An accurate data analytics process extracts several measurable benefits to businesses, providing information that can potentially boost productivity, improve products and service, retain customers etc. Automating the data analytics process is a great method of receiving quick, actionable outputs from your data.
Leveraging machine learning is an excellent step for maintaining continuous, impactful data analytics. Let’s look at the steps to take in order to improve data analytics through machine learning.
1. Find the right problem.
Do not plan a major project without handling a few small ML projects first. The temptation with ML is to tackle a really big problem, but the right step is to scale it back. Handle the smaller issues within. Choose one that has a lot of data to support it. The chances of success are higher when tackling smaller problems that have a lot of data behind them as opposed to big problems with sporadic data.
2. Develop a business plan and use cases.
An excellent approach is to get people intrigued and excited regarding the possibilities – with a hint of urgency. Implement a business plan and use cases. Notify people that the process will not be easy and will require a substantial commitment of resources as well as time from a supportive business for the initiative to be sustainable. The results will indicate that the time and talent investment was well worth it.
3. Create a strategy aligned with business goals.

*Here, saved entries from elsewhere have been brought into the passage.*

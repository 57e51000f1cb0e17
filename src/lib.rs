//! Frankenpatch builds cross-view training tiles from a grid of multi-view
//! images.
//!
//! Every tile of a reference view is matched against the views in the same
//! grid row and column with a greedy, chained local search under a
//! sum-of-absolute-differences metric. The original tile and its K best
//! matches are stacked along the channel axis of a per-view output tensor.
//! Views run in parallel with the `rayon` feature; images are loaded with the
//! `image-io` feature.

pub mod assemble;
pub mod candidate;
pub mod grid;
pub mod image;
pub mod io;
pub mod metric;
pub mod patch;
pub mod runner;
pub mod search;
mod trace;
pub mod util;

pub use assemble::{assemble_view, stack_slots, tile_origins, FrankenTensor};
pub use candidate::match_set::{MatchSet, Scored};
pub use grid::{Grid, GridPos, View};
pub use crate::image::ImageView;
pub use metric::patch_sad;
pub use patch::{PatchRef, PatchView};
pub use runner::{run_grid, FrankenConfig, RunSummary};
pub use search::{search_tile, NeighborGrouping, SearchParams, TileSearch};
pub use util::{FrankenError, FrankenResult};
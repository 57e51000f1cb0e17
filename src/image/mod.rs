//! Strided 2D sample views.
//!
//! A channel plane of a `View` is exposed as an `ImageView` with
//! `stride == width`. Cutting a patch out of it with [`ImageView::roi`] keeps
//! the plane's stride, so a patch row is a `width`-long slice starting
//! `stride` elements after the previous one.

use crate::util::{FrankenError, FrankenResult};

/// Borrowed 2D view over a 1D buffer.
#[derive(Copy, Clone, Debug)]
pub struct ImageView<'a, T> {
    data: &'a [T],
    width: usize,
    height: usize,
    stride: usize,
}

impl<'a, T> ImageView<'a, T> {
    /// Creates a view over densely packed rows.
    pub fn from_slice(data: &'a [T], width: usize, height: usize) -> FrankenResult<Self> {
        Self::new(data, width, height, width)
    }

    /// Creates a view whose rows start `stride` elements apart.
    pub fn new(data: &'a [T], width: usize, height: usize, stride: usize) -> FrankenResult<Self> {
        if width == 0 || height == 0 {
            return Err(FrankenError::InvalidDimensions { width, height });
        }
        if stride < width {
            return Err(FrankenError::InvalidStride { width, stride });
        }
        let needed = (height - 1)
            .checked_mul(stride)
            .and_then(|v| v.checked_add(width))
            .ok_or(FrankenError::InvalidDimensions { width, height })?;
        if data.len() < needed {
            return Err(FrankenError::BufferTooSmall {
                needed,
                got: data.len(),
            });
        }
        Ok(Self {
            data,
            width,
            height,
            stride,
        })
    }

    pub fn width(&self) -> usize {
        self.width
    }

    pub fn height(&self) -> usize {
        self.height
    }

    /// Elements between the starts of consecutive rows.
    pub fn stride(&self) -> usize {
        self.stride
    }

    /// Returns the element at column `x`, row `y`.
    pub fn get(&self, x: usize, y: usize) -> Option<&'a T> {
        self.row(y)?.get(x)
    }

    /// Returns row `y` (`width` elements).
    pub fn row(&self, y: usize) -> Option<&'a [T]> {
        if y >= self.height {
            return None;
        }
        let start = y * self.stride;
        self.data.get(start..start + self.width)
    }

    /// Iterates the `height` rows top to bottom.
    pub fn rows(&self) -> impl Iterator<Item = &'a [T]> + 'a {
        let (data, width) = (self.data, self.width);
        data.chunks(self.stride)
            .take(self.height)
            .map(move |row| &row[..width])
    }

    /// Returns the `width x height` sub-view whose top-left is `(x, y)`.
    ///
    /// The sub-view shares the buffer and stride; nothing is copied.
    pub fn roi(
        &self,
        x: usize,
        y: usize,
        width: usize,
        height: usize,
    ) -> FrankenResult<ImageView<'a, T>> {
        let inside = |start: usize, len: usize, limit: usize| {
            start.checked_add(len).is_some_and(|end| end <= limit)
        };
        if !inside(x, width, self.width) || !inside(y, height, self.height) {
            return Err(FrankenError::RoiOutOfBounds {
                x,
                y,
                width,
                height,
                img_width: self.width,
                img_height: self.height,
            });
        }
        let start = y * self.stride + x;
        ImageView::new(&self.data[start..], width, height, self.stride)
    }
}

The first step in using ML to enhance data analytics is not technical but rather, it is strategic. You should develop an ML strategy that is in accordance with your business goals and KPIs. For instance, if your goal is to reach the top of the Google SERP and your KPI is increasing your web page’s authority, you can develop a strategy for leveraging ML to improve your internal link profile.
4. Ensure you’re ready to leverage ML for analytics.
Machine learning can be incredibly powerful for data analytics, yet ML models work only as good as the data and people that create them. To get the best out of ML for data analytics, the first crucial step is to have a clearly outlined problem that is suited for ML. Make sure that the data used is of high quality – labeled or self-supervised, depending on the problem – to coach the machines and appropriate ML talent in order to get the problem resolved.
5. Identify the data that addresses your questions.
Businesses seeking to incorporate machine learning in their analytics processes must primarily delineate the question of interest, locate data that is fit for the purpose and leverage appropriate technology to deliver credible results rapidly. Within the healthcare sector, there are vast quantities of data available (e.g. from electronic health records of patients) that has tremendous potential for innovations in inpatient care.
6. Automate data gathering systems.
Actionable ML insights can drastically change the path of a business, but they are usually only possible if the data quality supports learning the correct correlations. Businesses must start by investing in the automation of ingestion, normalization and deduplication of heterogeneous data. Off-the-shelf ML models supported by excellent data will almost always have better outcomes than best ML models supported by messy data.
7. Improve the quality of your data.
The learning on good data is accurate. Improving the quality of data is crucial for improving data analytics. High-quality data is extremely important to business, marked with the associated context and a structure that supports automation.
8. Clean up and standardize your data.
A crucial step in planning to integrate ML across a business’s analytics function is to standardize and cleanse data. An often overlooked step, this step is important for ensuring any biases or inaccuracies within the data are not reflected in the results produced by ML models. Clean, standardized data directly provides more valid and reliable outputs.
9. Audit and organize your data.
Audit any available data and organize it in a manner that enables you to consistently gain access, even at scale. For individuals working on ML projects, it’s vital to consider the principle, ‘garbage in, garbage out. The final task of any ML model is to derive patterns and insights from data. So, if the data entered is incorrect, we can expect the ML models to produce flawed interpretations, which can potentially cause considerable damage to the business if it is not identified.
10. Remove data ownership silos.
Data powers machine learning. Leaders must always be open to providing access or enabling data scientists to see and utilize their data. It is important to focus on removing the silos of ownership and enabling the data to work. Therefore, providing transparency and discussing the benefits as well as the ‘how’ is vital, do not simply focus on who currently has the data and where it is.